官船上的官军听见方特叫骂,哄然大笑起来。有个官军在船上大声叫道:“前面行船的汉子,不要害怕!等俺一等,给你果子吃!”官军叫喊着,他们的船已经靠岸。

尚让留神细看,见来的官军有限,心里略宽,叫刘强道:“哥快上到树上!”刘强不解:“这时候上树干啥?”尚让道:“爬到树的高处,望望西方、南方,看有没有官军。望罢快下来!”

刘强三攀两蹬爬到树上,手抱树干,拨开树枝,四下瞭望。见远处没有兵马,刘强哧溜一声从树上下来,对尚让说道:“就这一拨官军,西边、南边,都没有官军!”尚让道:“如此,可以放心了!”尚让招呼刘强道:“哥,咱们走!等他们追来,再作理论。”二人追赶上毕师铎,大踏步往北行去。

毕师铎问许京:“共有几张弓?”许京应道:“九张弓,一百四五十支箭。”毕师铎说道:“弓箭虽是不多,却也够用了。兄弟,记着:我要是有个闪失,别忘了忌日烧香!”许京仰天大笑道:“哥说哪里话!贼不死清,我决不亡!”他兄弟们说着话,急急往北逃去。
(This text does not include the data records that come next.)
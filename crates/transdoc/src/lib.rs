pub mod api;
pub mod client;
pub mod config;
pub mod coordinator;
pub mod draft;
pub mod error;
pub mod job;
pub mod logging;
pub mod poller;
pub mod session;

pub use api::{
    HttpBackend, StatusResponse, SystemInfo, TmxImport, TmxMatch, TmxSearchRequest,
    TranslationBackend, TranslationRecord, User,
};
pub use client::ClientState;
pub use config::{load_config, ClientConfig, LoggingConfig};
pub use coordinator::UploadCoordinator;
pub use draft::{DraftStatus, FileBlob, UploadDraft};
pub use error::{ConfigError, RegistryError, Result, TransdocError, ValidationError};
pub use job::{
    JobEventBroadcaster, JobPatch, JobRegistry, JobState, JobStatus, JobStatusEvent,
    SharedRegistry, TranslationJob,
};
pub use logging::init_logging;
pub use poller::{StatusPoller, TickOutcome};
pub use session::{FileTokenStore, MemoryTokenStore, Session, SessionState, TokenStore};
再说官军。他们停下船后,明明看见水贼,却不急追。他们撑出来一只空船,去河南岸接渡那两骑快马北来。

船上跳下来的官军,就如一窝乱蜂一般,直扑九只粮船。他们登上粮船,把船舱仔细搜查。等到李涛都头和那作眼的军卒来到北岸时,他们已经把谷船搜查了一遍。

李涛都头下船,坐在岸边。你看这员武将:

头戴铜盔耀日新,外服铁甲正合身。高头大马朝天啸,长剑青虹寒气晕。

杀虎貌,打豹喷,精明大眼计谋真。不知武艺藏多少,先聚兵卒分现金。

——《鹧鸪天》

李涛都头见将士们都已得手,沉下脸来说道:“出征惯例,搜劫财物,官兵各半。快拿出来!”官军们老实,都来到李涛都头的面前,交出在船上搜得的银子。李都头当众点视后,共得两千一十二两三钱银子。李涛说道:“拨出一千一十两白银,你们众军分用!”说罢,把所余的银两包装妥当,捆在马鞍上。